I’ve made a few comments about OpenStack on my blog and I wanted to clarify what I feel OpenStack is and is not. According to the OpenStack Consortium, OpenStack is a Cloud OS. First we need to define a Cloud OS. When you look at NIST definitions of Cloud computing terms, Cloud OS doesn’t show up. From what I can tell this is just a branding by the OpenStack community. The closest thing that it can be compared to is a Cloud Manager. I wrote an earlier post on Cloud Manager’s here. But if you think about the traditional components of an OS, OpenStack kind of fits the definition. A traditional OS will control disk, compute (cpu & memory) and networking associated with a system. The OS would provide an interface and API to the computing resources. Programs could then be written to take advantage of these resources. And as in any good OS there will be an interface.

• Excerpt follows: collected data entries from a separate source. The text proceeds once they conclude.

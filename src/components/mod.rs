//! ECS components for entities.
//!
//! This module groups all component types that can be attached to entities in
//! the simulation world. Components are plain data records with no behavior
//! beyond small invariant-preserving helpers.
//!
//! Submodules overview:
//! - [`position`] – world-space 3D position of an entity
//! - [`velocity`] – linear velocity in world units per second
//! - [`rotation`] – Euler rotation angles in radians
//! - [`renderhandle`] – opaque non-owning reference to a render-layer drawable
//! - [`inputaxis`] – normalized 2D movement intent from an input device
//! - [`collider`] – sphere collider radius and layer tag
//! - [`health`] – current/max health with clamped damage and heal

pub mod collider;
pub mod health;
pub mod inputaxis;
pub mod position;
pub mod renderhandle;
pub mod rotation;
pub mod velocity;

OpenStack is by this definition a Cloud OS which in my book is the same as a Cloud Manager missing some feature such as business intelligence such as resource management based on definable accounting rules.
So, I get dinged a lot on this blog from people thinking I’m confusing OpenStack with Cloud Orchestration & Management tools such as Abiquo. Some of the more advanced Cloud management tools allow you to manage Cloud resources from multiple Cloud providers. An ideal setup is that you can write your application to your Cloud Manager’s API and deploy it across multiple Cloud providers. That management layer would control communicating with the Cloud provider for spinning resources up and down. This is where I normally get in trouble in saying Openstack should help to remove the Cloud Management layer for multi-provider support. Some of the contributors on both this blog and twitter are quick to point out that this isn’t the role of OpenStack. It’s a Cloud OS and not Cloud Orchestration (management).
This is where I disagree. People utilize Cloud Management solutions for this very reason, to deploy an application across multiple Cloud providers using a single API. Cloud management also adds the layer of orchestration that OpenStack doesn’t provide. However, many organizations are writing this layer themselves. An example is Netflix. Netflix writes their own management solution for their AWS instances. A matter of fact they have open sourced a large component of it.
So, my argument has always been that if OpenStack is a Cloud OS wouldn’t you expect the same level of services in a Cloud OS as you would a server OS. There isn’t a modern enterprise OS that doesn’t provide clustering services. OpenStack is advertised as a Cloud OS. Being an OS, I should be able to leverage an equivalent service within OpenStack to cluster an application across multiple Cloud providers giving similar system resources. Just like any immature OS, there can be third party clustering solutions in place until the OS adds the clustering feature natively.
I’m happy to hear thoughts and feedback. Maybe I have what OpenStack is completely sideways. Maybe it’s not an OS in the since that we define an operating system.